Posted on 2015-02-07
26
46 Views
Last Modified: 2015-07-29
I am trying to write regex that will match a single digit preceded by a $ sign.  (example $5) . The reason I am doing this is to learn to write custom rules to catch spam.

for a specific test example,  I would like to match  something like "sign up now for only $5" in a subject of the email. The wording is irrelevant and obviously can change. I already know how to match subjects, so, I am not asking about spamassassin or spamassassin rule types. only regex matching.
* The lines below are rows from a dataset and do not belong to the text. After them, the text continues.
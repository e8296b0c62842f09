pub mod course;
pub mod enrollment;
pub mod progress;
pub mod recommendation;
pub mod user;

pub use course::{
    Course, CourseCategory, CourseDetail, CourseLevel, CourseListResponse, CreateCourseRequest,
    ListCoursesQuery, ModuleContentType, SyllabusModule, SyllabusModuleInput,
    DEFAULT_THUMBNAIL_URL,
};
pub use enrollment::{
    EnrollRequest, Enrollment, EnrollmentDetail, EnrollmentListResponse, EnrollmentStatus,
    EnrollmentWithCourse,
};
pub use progress::{
    CompleteModuleRequest, CourseProgressSummary, Progress, ProgressSummaryResponse, QuizAttempt,
    QuizResult, SubmitQuizRequest,
};
pub use recommendation::{RecommendationItem, RecommendationResponse};
pub use user::{
    AuthResponse, LoginRequest, RegisterRequest, UpdateProfileRequest, User, UserResponse,
    UserRole,
};
use crate::models::UserRole;
use anyhow::{Context, Result};
use chrono::Utc;
use jsonwebtoken::{decode, encode, Algorithm, DecodingKey, EncodingKey, Header, Validation};
use serde::{Deserialize, Serialize};
use uuid::Uuid;

#[derive(Debug, Clone, Serialize, Deserialize)]
pub struct JwtClaims {
    pub sub: String,    // User ID
    pub email: String,  // User email
    pub role: UserRole, // User role
    pub exp: usize,     // Expiration time
    pub iat: usize,     // Issued at
}

/// Issues a signed access token for the given user.
pub fn issue_jwt(
    user_id: Uuid,
    email: &str,
    role: UserRole,
    secret: &str,
    expiry_seconds: i64,
) -> Result<String> {
    let now = Utc::now().timestamp();
    let claims = JwtClaims {
        sub: user_id.to_string(),
        email: email.to_string(),
        role,
        exp: (now + expiry_seconds) as usize,
        iat: now as usize,
    };

    encode(
        &Header::new(Algorithm::HS256),
        &claims,
        &EncodingKey::from_secret(secret.as_bytes()),
    )
    .context("Failed to encode JWT token")
}

pub fn decode_jwt(token: &str, secret: &str) -> Result<JwtClaims> {
    let mut validation = Validation::new(Algorithm::HS256);

    // Allow for some clock skew
    validation.leeway = 60;

    let decoding_key = DecodingKey::from_secret(secret.as_bytes());

    let token_data = decode::<JwtClaims>(token, &decoding_key, &validation)
        .context("Failed to decode JWT token")?;

    Ok(token_data.claims)
}

#[cfg(test)]
mod tests {
    use super::*;

    const SECRET: &str = "test-secret-key-for-testing-only-min-32-chars";

    #[test]
    fn test_jwt_round_trip() {
        let user_id = Uuid::new_v4();
        let token = issue_jwt(user_id, "test@example.com", UserRole::Student, SECRET, 3600)
            .expect("token should encode");

        let claims = decode_jwt(&token, SECRET).expect("token should decode");
        assert_eq!(claims.sub, user_id.to_string());
        assert_eq!(claims.email, "test@example.com");
        assert_eq!(claims.role, UserRole::Student);
        assert!(claims.exp > claims.iat);
    }

    #[test]
    fn test_jwt_rejects_wrong_secret() {
        let token = issue_jwt(
            Uuid::new_v4(),
            "test@example.com",
            UserRole::Admin,
            SECRET,
            3600,
        )
        .expect("token should encode");

        let result = decode_jwt(&token, "a-completely-different-secret-32-chars!");
        assert!(result.is_err());
    }
}
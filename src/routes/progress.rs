use axum::{extract::State, http::StatusCode, response::IntoResponse, Extension, Json};
use uuid::Uuid;

use crate::{
    auth::JwtClaims,
    errors::{AppError, Result},
    models::{CompleteModuleRequest, ProgressSummaryResponse, SubmitQuizRequest},
    routes::extract::AppJson,
    services::progress,
    state::AppState,
};

/// Mark one module of a course complete for the caller
pub async fn complete_module(
    Extension(claims): Extension<JwtClaims>,
    State(state): State<AppState>,
    AppJson(payload): AppJson<CompleteModuleRequest>,
) -> Result<impl IntoResponse> {
    let user_id = Uuid::parse_str(&claims.sub)?;

    let course_id = payload
        .course_id
        .as_deref()
        .map(str::trim)
        .filter(|s| !s.is_empty());
    let module_id = payload
        .module_id
        .as_deref()
        .map(str::trim)
        .filter(|s| !s.is_empty());

    let (Some(course_id), Some(module_id)) = (course_id, module_id) else {
        return Err(AppError::Validation(
            "courseId and moduleId are required".to_string(),
        ));
    };
    let course_id = Uuid::parse_str(course_id)?;

    let record =
        progress::mark_module_complete(&state.pool, user_id, course_id, module_id).await?;
    Ok(Json(record))
}

/// The caller's progress grouped by course
pub async fn my_progress(
    Extension(claims): Extension<JwtClaims>,
    State(state): State<AppState>,
) -> Result<impl IntoResponse> {
    let user_id = Uuid::parse_str(&claims.sub)?;
    let summary = progress::my_progress(&state.pool, user_id).await?;

    Ok(Json(ProgressSummaryResponse {
        count: summary.len(),
        summary,
    }))
}

/// Score a quiz submission and record the attempt
pub async fn submit_quiz(
    Extension(claims): Extension<JwtClaims>,
    State(state): State<AppState>,
    AppJson(payload): AppJson<SubmitQuizRequest>,
) -> Result<impl IntoResponse> {
    let user_id = Uuid::parse_str(&claims.sub)?;

    let course_id = payload
        .course_id
        .as_deref()
        .map(str::trim)
        .filter(|s| !s.is_empty());
    let module_id = payload
        .module_id
        .as_deref()
        .map(str::trim)
        .filter(|s| !s.is_empty());

    let (Some(course_id), Some(module_id), Some(answers)) =
        (course_id, module_id, payload.answers.as_ref())
    else {
        return Err(AppError::Validation(
            "courseId, moduleId, and answers are required".to_string(),
        ));
    };
    let course_id = Uuid::parse_str(course_id)?;

    let result = progress::submit_quiz(
        &state.pool,
        user_id,
        course_id,
        module_id,
        answers,
        payload.time_taken_sec.unwrap_or(0),
    )
    .await?;

    Ok((StatusCode::CREATED, Json(result)))
}
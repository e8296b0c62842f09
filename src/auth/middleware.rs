use axum::{
    extract::{Request, State},
    http::StatusCode,
    middleware::Next,
    response::{IntoResponse, Response},
};
use serde_json::json;

use crate::{auth::jwt::decode_jwt, state::AppState};

/// Extract JWT claims from request
pub async fn auth_required(
    State(state): State<AppState>,
    mut req: Request,
    next: Next,
) -> Result<Response, AuthError> {
    // Extract Bearer token from Authorization header
    let auth_header = req
        .headers()
        .get("Authorization")
        .and_then(|h| h.to_str().ok())
        .ok_or(AuthError::MissingToken)?;

    // Check if it starts with "Bearer "
    let token = auth_header
        .strip_prefix("Bearer ")
        .ok_or(AuthError::InvalidToken)?;

    // Decode and validate JWT
    let claims =
        decode_jwt(token, &state.config.jwt.secret).map_err(|_| AuthError::InvalidToken)?;

    // Insert claims into request extensions for downstream handlers
    req.extensions_mut().insert(claims);

    Ok(next.run(req).await)
}

/// Auth error types
#[derive(Debug)]
pub enum AuthError {
    MissingToken,
    InvalidToken,
}

impl IntoResponse for AuthError {
    fn into_response(self) -> Response {
        let message = match self {
            AuthError::MissingToken => "Missing authorization token",
            AuthError::InvalidToken => "Invalid or expired token",
        };

        let body = json!({
            "error": {
                "code": "UNAUTHORIZED",
                "message": message,
            }
        });

        (StatusCode::UNAUTHORIZED, axum::Json(body)).into_response()
    }
}
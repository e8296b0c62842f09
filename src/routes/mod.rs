pub mod auth;
pub mod courses;
pub mod enrollments;
pub mod extract;
pub mod health;
pub mod progress;
pub mod recommendations;

use axum::{http::StatusCode, middleware, response::IntoResponse, Json, Router};
use serde_json::json;

use crate::state::AppState;

/// Creates the main API router with all routes
pub fn create_router(state: AppState) -> Router {
    Router::new()
        .nest("/api", api_routes(state))
        .fallback(not_found)
}

/// API routes under /api prefix
fn api_routes(state: AppState) -> Router {
    // Public routes
    let public = Router::new()
        .merge(health::routes())
        .route("/auth/register", axum::routing::post(auth::register))
        .route("/auth/login", axum::routing::post(auth::login))
        .route("/courses", axum::routing::get(courses::list_courses))
        .route("/courses/:id", axum::routing::get(courses::get_course));

    // Protected routes (require authentication)
    let protected = Router::new()
        .route("/auth/me", axum::routing::get(auth::me))
        .route("/auth/profile", axum::routing::put(auth::update_profile))
        // Catalog management
        .route("/courses", axum::routing::post(courses::create_course))
        // Enrollment routes
        .route("/enrollments", axum::routing::post(enrollments::enroll))
        .route(
            "/enrollments/me",
            axum::routing::get(enrollments::list_my_enrollments),
        )
        .route(
            "/enrollments/:id",
            axum::routing::get(enrollments::get_enrollment),
        )
        // Progress and quiz routes
        .route(
            "/progress/complete",
            axum::routing::post(progress::complete_module),
        )
        .route("/progress/me", axum::routing::get(progress::my_progress))
        .route("/quiz/submit", axum::routing::post(progress::submit_quiz))
        // Recommendations
        .route(
            "/recommendations/me",
            axum::routing::get(recommendations::my_recommendations),
        )
        .route_layer(middleware::from_fn_with_state(
            state.clone(),
            crate::auth::middleware::auth_required,
        ));

    public.merge(protected).with_state(state)
}

/// JSON 404 for anything outside the API surface
async fn not_found() -> impl IntoResponse {
    (
        StatusCode::NOT_FOUND,
        Json(json!({
            "error": {
                "code": "NOT_FOUND",
                "message": "Route not found",
            }
        })),
    )
}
In order to help do some tests, I created an example test file like this.

$
$5
$55
$555
$5555
5

I am using the one line perl 'script' listed below to do my tests:

 perl -ne 'if (/\&\d/) {print "$&\n";}' < testfile

my result/goal is to match the line that contains "$5".. and no other line

after testing, my regex matches each line containing a $ followed by a 5, no matter how many '5's are on the line, I have tried the following regexs

\d
[\d]
\d{1}

and similar, but nothing works, it will match each line containing a $ followed by a 5. I did a little research and found that since \d matches a single digit. The [] and {1} are unneeded.  After some thought and research, I think my initial thoughts of \d would only match the line that contains $5. however, \d matches $5 on each line containing a $ followed by a 5, no matter how many 5's are on the line.  Note: It doesn't match the line having only a $  or only a 5.  This makes sense after thinking about it.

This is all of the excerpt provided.